Panelists include Clark Griffith, Marvin Miller, Randy Vataha,
Roger Noll, Allen Sanderson and Smith professor Andrew Zimbalist.
... MacArthur "genius grant" winner Carolyn Bertozzi
of the University of California, Berkeley, speaks on "Chemistry
and Biology at the Surfaces of Cells" on Nov. 20 at 5 p.m.
in L-1 Cleveland Hall, Mount Holyoke College. Bertozzi's research
on the chemical biology of carbohydrates is tied to new ways to
treat various diseases, including diabetes and arthritis. ...
Novelist, essayist, short-story writer and Massachusetts native
Elinor Lipman discusses fiction writing on Nov. 19 at 2 p.m. in
the Forbes Library, Northampton. The event leads off this year's
"Sundays at Two" series sponsored by the library and
Smith College.
Book shelf
Stephanie Luce, assistant professor of Labor
Studies, and Economics professor Robert Pollin discuss their new
book, "Living Wage: Building a Fair Economy," on Nov.
28 at 7 p.m. at the Odyssey Bookshop in South Hadley. ... "Political
Will and Personal Belief: The Decline and Fall of Soviet Communism"
by professor emeritus Paul Hollander of Sociology was reviewed
in National Review (Nov. 6). The review called Hollander "an
astute observer of the gap between ideological belief and reality."
The book was published last year by Yale University Press. ...

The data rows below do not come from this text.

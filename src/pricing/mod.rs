pub mod currency;

use chrono::{Datelike, NaiveDate};
use rust_decimal::{Decimal, RoundingStrategy};
use rust_decimal_macros::dec;
use serde::{Deserialize, Serialize};
use utoipa::ToSchema;

use crate::catalog::PackageId;

/// Off-season promotional window: November through February, 15% off the
/// tax-inclusive total before the breakdown is recomputed.
const OFF_SEASON_DISCOUNT: Decimal = dec!(0.15);

/// Tax-inclusive/exclusive breakdown for one package booking
#[derive(Debug, Clone, Copy, PartialEq, Eq, Serialize, Deserialize, ToSchema)]
pub struct TaxBreakdown {
    pub base_price: Decimal,
    pub tax_rate: Decimal,
    pub tax_amount: Decimal,
    pub total_price: Decimal,
}

/// Rounds to 2 decimal places, midpoint away from zero. Every intermediate
/// monetary value goes through this before reuse.
pub fn round2(value: Decimal) -> Decimal {
    value.round_dp_with_strategy(2, RoundingStrategy::MidpointAwayFromZero)
}

/// Breakdown from a tax-exclusive base price.
pub fn tax_breakdown(base_price: Decimal, tax_rate: Decimal) -> TaxBreakdown {
    let base_price = round2(base_price);
    let tax_amount = round2(base_price * tax_rate);
    TaxBreakdown {
        base_price,
        tax_rate,
        tax_amount,
        total_price: base_price + tax_amount,
    }
}

/// Breakdown from a tax-inclusive total. This is the primary path since
/// catalog prices are stored tax-inclusive; the base is derived by
/// division, not subtraction-first.
pub fn tax_breakdown_from_total(total_price: Decimal, tax_rate: Decimal) -> TaxBreakdown {
    let total_price = round2(total_price);
    let base_price = round2(total_price / (Decimal::ONE + tax_rate));
    TaxBreakdown {
        base_price,
        tax_rate,
        tax_amount: total_price - base_price,
        total_price,
    }
}

/// Discount fraction applying to a booking date, if any.
pub fn seasonal_discount(booking_date: NaiveDate) -> Option<Decimal> {
    match booking_date.month() {
        11 | 12 | 1 | 2 => Some(OFF_SEASON_DISCOUNT),
        _ => None,
    }
}

/// Full pricing for a package booking: per-person multiplication for
/// per-person packages, then the seasonal adjustment, then the breakdown
/// of the resulting tax-inclusive total.
pub fn package_pricing(
    package_id: PackageId,
    tax_rate: Decimal,
    booking_date: Option<NaiveDate>,
    people_count: Option<u32>,
) -> TaxBreakdown {
    let package = package_id.package();

    let mut total = package.total_price_eur;
    if package.per_person {
        let people = people_count.unwrap_or(1).max(1);
        total = round2(total * Decimal::from(people));
    }

    if let Some(discount) = booking_date.and_then(seasonal_discount) {
        total = round2(total * (Decimal::ONE - discount));
    }

    tax_breakdown_from_total(total, tax_rate)
}

#[cfg(test)]
mod tests {
    use super::*;
    use proptest::prelude::*;

    #[test]
    fn essential_breakdown_at_twenty_percent() {
        let breakdown = package_pricing(PackageId::Essential, dec!(0.20), None, None);
        assert_eq!(breakdown.base_price, dec!(125.00));
        assert_eq!(breakdown.tax_amount, dec!(25.00));
        assert_eq!(breakdown.total_price, dec!(150.00));
    }

    #[test]
    fn rooftop_multiplies_by_people_count() {
        // Mid-season date so no discount interferes
        let date = NaiveDate::from_ymd_opt(2025, 6, 15).unwrap();
        let breakdown = package_pricing(PackageId::Rooftop, dec!(0.20), Some(date), Some(3));
        assert_eq!(breakdown.total_price, dec!(450.00));
    }

    #[test]
    fn rooftop_defaults_to_one_person() {
        let breakdown = package_pricing(PackageId::Rooftop, dec!(0.20), None, None);
        assert_eq!(breakdown.total_price, dec!(150.00));
    }

    #[test]
    fn off_season_discount_applies_before_breakdown() {
        let date = NaiveDate::from_ymd_opt(2025, 12, 10).unwrap();
        let breakdown = package_pricing(PackageId::Essential, dec!(0.20), Some(date), None);
        // 150 * 0.85 = 127.50
        assert_eq!(breakdown.total_price, dec!(127.50));
        assert_eq!(
            breakdown.base_price + breakdown.tax_amount,
            breakdown.total_price
        );
    }

    #[test]
    fn june_has_no_discount() {
        let date = NaiveDate::from_ymd_opt(2025, 6, 1).unwrap();
        assert_eq!(seasonal_discount(date), None);
        let november = NaiveDate::from_ymd_opt(2025, 11, 1).unwrap();
        assert_eq!(seasonal_discount(november), Some(dec!(0.15)));
    }

    #[test]
    fn breakdown_parts_always_sum_exactly() {
        for id in PackageId::ALL {
            for rate in [dec!(0), dec!(0.08), dec!(0.18), dec!(0.20), dec!(1)] {
                let b = package_pricing(id, rate, None, Some(2));
                assert_eq!(b.base_price + b.tax_amount, b.total_price);
            }
        }
    }

    proptest! {
        #[test]
        fn breakdown_round_trips_within_a_cent(
            base_cents in 0u64..5_000_000,
            rate_bps in 0u32..=10_000,
        ) {
            let base = Decimal::from(base_cents) / dec!(100);
            let rate = Decimal::from(rate_bps) / dec!(10000);

            let forward = tax_breakdown(base, rate);
            let back = tax_breakdown_from_total(forward.total_price, rate);

            let delta = (back.base_price - base).abs();
            prop_assert!(delta <= dec!(0.01), "delta {} too large", delta);
        }

        #[test]
        fn from_total_parts_sum_exactly(
            total_cents in 0u64..5_000_000,
            rate_bps in 0u32..=10_000,
        ) {
            let total = Decimal::from(total_cents) / dec!(100);
            let rate = Decimal::from(rate_bps) / dec!(10000);

            let b = tax_breakdown_from_total(total, rate);
            prop_assert_eq!(b.base_price + b.tax_amount, b.total_price);
        }
    }
}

A new work on biodiversity by Jason Van Driesche and his father,
Roy Van Driesche, Extension professor of Entomology, drew praise
in a Christian Science Monitor review (Nov. 9). According to reviewer
Tom Palmer, "Nature Out of Place" is highly organized,
well edited, bristling with photos, maps, and tables, and it justifies
its arguments in a convincing, businesslike manner."
Personal histories
Afro-American Studies professor David DuBois
tells the Chronicle that biographies of his parents have been
published recently. "W.E.B. Du Bois: The Fight for Equality
and the American Century, 1919-1963" is the second volume
of a work by David Levering Lewis, Martin Luther King Professor
of History at Rutgers University. The first volume of the biography
won the Bancroft, Parkman and Pulitzer prizes and was a finalist
for the National Book Award and the National Book Critics Circle
award. Lewis' work is published by Henry Holt and Company. Levering,
by the way, drew upon the Du Bois papers housed on campus. ...
Also new in bookstores is "Race Woman: The Lives of Shirley
Graham Du Bois" by Gerald Horne, professor of history and
director of the Institute of African-American Research at the
University of North Carolina, Chapel Hill. Horne's work explores
Graham Du Bois' life as a Harlem Renaissance playwright, biographer,
composer, teacher, novelist and political activist who championed
the civil rights movement, African liberation struggles and socialist
development in China. "Race Woman" is published by New
York University Press.
Domino effect
Berkshire Community College dean Robert L.
Pura has been named interim president of Greenfield Community
College. He's replacing Charles C. Wall, who is leaving this month
to be the new deputy chancellor of the state Board of Higher Education.